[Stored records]

□ □ □ □ □

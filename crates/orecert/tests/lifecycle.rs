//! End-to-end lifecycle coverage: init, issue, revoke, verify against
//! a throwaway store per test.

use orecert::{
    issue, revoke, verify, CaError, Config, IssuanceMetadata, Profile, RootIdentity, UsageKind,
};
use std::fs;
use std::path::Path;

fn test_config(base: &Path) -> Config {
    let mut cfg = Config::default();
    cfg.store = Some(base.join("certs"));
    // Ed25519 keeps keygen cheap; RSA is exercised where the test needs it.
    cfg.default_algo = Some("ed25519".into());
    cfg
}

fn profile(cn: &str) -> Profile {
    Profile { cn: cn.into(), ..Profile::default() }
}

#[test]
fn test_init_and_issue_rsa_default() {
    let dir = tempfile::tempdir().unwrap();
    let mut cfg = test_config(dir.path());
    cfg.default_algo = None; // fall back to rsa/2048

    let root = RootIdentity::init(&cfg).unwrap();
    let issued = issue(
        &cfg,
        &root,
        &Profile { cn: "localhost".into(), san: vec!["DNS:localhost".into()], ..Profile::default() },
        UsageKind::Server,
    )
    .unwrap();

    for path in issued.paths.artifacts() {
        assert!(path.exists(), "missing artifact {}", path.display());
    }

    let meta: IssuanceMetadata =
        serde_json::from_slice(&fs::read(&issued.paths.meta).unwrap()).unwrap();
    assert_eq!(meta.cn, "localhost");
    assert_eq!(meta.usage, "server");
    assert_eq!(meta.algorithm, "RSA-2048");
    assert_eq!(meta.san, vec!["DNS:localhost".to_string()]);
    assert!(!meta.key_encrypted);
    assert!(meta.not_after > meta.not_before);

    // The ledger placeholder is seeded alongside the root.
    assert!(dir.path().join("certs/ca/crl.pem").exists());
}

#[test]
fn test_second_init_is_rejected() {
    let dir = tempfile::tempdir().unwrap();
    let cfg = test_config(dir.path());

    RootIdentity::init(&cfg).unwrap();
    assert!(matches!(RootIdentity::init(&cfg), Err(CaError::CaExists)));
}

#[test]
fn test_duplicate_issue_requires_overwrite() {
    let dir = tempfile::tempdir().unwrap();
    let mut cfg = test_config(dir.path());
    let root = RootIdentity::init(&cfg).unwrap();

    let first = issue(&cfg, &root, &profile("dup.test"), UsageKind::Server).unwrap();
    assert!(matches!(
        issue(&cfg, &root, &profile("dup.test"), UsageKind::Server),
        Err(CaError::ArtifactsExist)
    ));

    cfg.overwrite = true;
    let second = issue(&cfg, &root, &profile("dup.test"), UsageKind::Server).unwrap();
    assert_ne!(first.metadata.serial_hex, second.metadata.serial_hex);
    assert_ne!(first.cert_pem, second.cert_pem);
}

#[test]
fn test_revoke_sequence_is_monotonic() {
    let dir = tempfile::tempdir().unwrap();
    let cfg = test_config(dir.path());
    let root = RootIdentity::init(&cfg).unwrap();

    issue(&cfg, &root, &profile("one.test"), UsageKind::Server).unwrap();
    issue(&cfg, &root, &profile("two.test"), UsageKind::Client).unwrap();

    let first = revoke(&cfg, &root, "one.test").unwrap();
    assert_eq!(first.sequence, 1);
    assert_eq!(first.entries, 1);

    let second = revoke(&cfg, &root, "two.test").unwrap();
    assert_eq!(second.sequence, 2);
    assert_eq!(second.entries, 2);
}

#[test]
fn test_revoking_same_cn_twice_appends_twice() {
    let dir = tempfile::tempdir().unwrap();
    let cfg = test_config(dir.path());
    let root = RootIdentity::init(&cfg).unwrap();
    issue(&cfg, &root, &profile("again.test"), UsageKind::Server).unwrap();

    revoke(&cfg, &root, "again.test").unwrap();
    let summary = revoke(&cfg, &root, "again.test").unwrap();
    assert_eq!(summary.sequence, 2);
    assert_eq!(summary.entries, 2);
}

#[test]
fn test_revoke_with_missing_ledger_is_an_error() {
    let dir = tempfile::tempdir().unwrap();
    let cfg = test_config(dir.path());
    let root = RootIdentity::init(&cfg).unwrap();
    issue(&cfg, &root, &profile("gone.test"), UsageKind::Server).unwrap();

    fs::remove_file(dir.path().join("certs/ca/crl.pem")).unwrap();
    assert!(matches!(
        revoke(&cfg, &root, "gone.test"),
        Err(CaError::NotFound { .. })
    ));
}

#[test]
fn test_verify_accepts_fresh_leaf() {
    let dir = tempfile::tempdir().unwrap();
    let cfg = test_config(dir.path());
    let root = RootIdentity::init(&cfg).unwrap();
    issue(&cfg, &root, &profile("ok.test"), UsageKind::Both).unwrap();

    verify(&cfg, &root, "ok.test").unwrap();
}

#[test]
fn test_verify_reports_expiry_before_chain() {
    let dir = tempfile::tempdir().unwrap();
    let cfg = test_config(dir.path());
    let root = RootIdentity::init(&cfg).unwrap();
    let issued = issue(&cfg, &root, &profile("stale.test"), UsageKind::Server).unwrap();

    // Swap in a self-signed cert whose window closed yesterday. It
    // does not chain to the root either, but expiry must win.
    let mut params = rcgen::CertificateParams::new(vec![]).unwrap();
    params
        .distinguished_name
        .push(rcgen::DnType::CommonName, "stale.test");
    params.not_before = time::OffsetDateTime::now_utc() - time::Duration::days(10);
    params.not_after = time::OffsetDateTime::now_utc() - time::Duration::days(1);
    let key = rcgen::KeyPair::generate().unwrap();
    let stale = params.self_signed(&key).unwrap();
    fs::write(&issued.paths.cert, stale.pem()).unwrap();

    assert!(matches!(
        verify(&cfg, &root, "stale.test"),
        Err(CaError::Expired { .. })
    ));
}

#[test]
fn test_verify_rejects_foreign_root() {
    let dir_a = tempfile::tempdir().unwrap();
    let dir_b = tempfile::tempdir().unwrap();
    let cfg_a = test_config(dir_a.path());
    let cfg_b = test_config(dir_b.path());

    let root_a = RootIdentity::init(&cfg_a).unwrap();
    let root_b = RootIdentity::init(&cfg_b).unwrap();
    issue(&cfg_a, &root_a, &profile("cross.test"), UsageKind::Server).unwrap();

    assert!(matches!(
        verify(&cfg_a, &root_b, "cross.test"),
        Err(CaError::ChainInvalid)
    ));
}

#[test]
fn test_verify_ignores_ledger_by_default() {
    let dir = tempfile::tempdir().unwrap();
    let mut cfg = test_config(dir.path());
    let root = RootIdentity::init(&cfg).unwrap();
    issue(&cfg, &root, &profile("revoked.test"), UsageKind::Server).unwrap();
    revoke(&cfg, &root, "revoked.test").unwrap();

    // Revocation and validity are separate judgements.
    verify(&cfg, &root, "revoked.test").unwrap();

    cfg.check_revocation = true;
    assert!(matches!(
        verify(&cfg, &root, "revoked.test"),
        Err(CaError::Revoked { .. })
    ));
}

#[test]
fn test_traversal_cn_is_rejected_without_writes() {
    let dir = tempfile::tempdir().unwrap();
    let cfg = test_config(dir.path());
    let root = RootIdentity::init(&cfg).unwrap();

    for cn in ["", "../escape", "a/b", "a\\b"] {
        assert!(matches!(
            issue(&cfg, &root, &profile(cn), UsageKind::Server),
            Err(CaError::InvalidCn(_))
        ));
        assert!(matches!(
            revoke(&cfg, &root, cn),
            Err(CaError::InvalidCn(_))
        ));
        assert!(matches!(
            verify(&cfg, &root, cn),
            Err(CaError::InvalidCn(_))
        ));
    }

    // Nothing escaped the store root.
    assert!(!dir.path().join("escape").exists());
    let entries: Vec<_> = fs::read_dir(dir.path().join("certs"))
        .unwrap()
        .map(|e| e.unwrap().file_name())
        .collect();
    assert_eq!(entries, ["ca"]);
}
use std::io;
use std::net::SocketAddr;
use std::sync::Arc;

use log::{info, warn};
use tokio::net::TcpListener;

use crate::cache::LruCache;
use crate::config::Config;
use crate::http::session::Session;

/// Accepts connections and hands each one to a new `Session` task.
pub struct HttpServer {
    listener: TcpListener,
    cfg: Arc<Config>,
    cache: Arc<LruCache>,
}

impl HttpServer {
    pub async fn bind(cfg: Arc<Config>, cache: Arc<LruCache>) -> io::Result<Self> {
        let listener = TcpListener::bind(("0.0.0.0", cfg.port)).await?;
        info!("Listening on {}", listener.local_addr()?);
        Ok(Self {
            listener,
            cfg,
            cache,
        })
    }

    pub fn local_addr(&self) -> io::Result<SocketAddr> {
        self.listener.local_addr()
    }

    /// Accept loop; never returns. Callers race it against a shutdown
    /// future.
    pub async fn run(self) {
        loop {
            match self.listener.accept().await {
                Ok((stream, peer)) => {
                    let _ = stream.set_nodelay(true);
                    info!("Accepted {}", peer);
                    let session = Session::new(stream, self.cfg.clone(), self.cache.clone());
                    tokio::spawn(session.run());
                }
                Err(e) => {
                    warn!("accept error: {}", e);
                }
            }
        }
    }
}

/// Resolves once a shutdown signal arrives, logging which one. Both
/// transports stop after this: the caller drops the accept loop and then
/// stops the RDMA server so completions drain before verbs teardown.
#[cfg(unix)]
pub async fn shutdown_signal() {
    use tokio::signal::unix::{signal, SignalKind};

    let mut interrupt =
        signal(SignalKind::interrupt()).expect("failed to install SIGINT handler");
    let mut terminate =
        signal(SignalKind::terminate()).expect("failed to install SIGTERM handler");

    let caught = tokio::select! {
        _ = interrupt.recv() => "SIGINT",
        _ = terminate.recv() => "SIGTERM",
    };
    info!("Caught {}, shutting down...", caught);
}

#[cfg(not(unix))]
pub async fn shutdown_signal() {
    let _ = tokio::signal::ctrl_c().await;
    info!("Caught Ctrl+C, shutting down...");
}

□ □ □ □ □

Copy every line of the records above that holds the word "interrupt".

▶ **Problem solution**:
    let mut interrupt =
        signal(SignalKind::interrupt()).expect("failed to install SIGINT handler");
        _ = interrupt.recv() => "SIGINT",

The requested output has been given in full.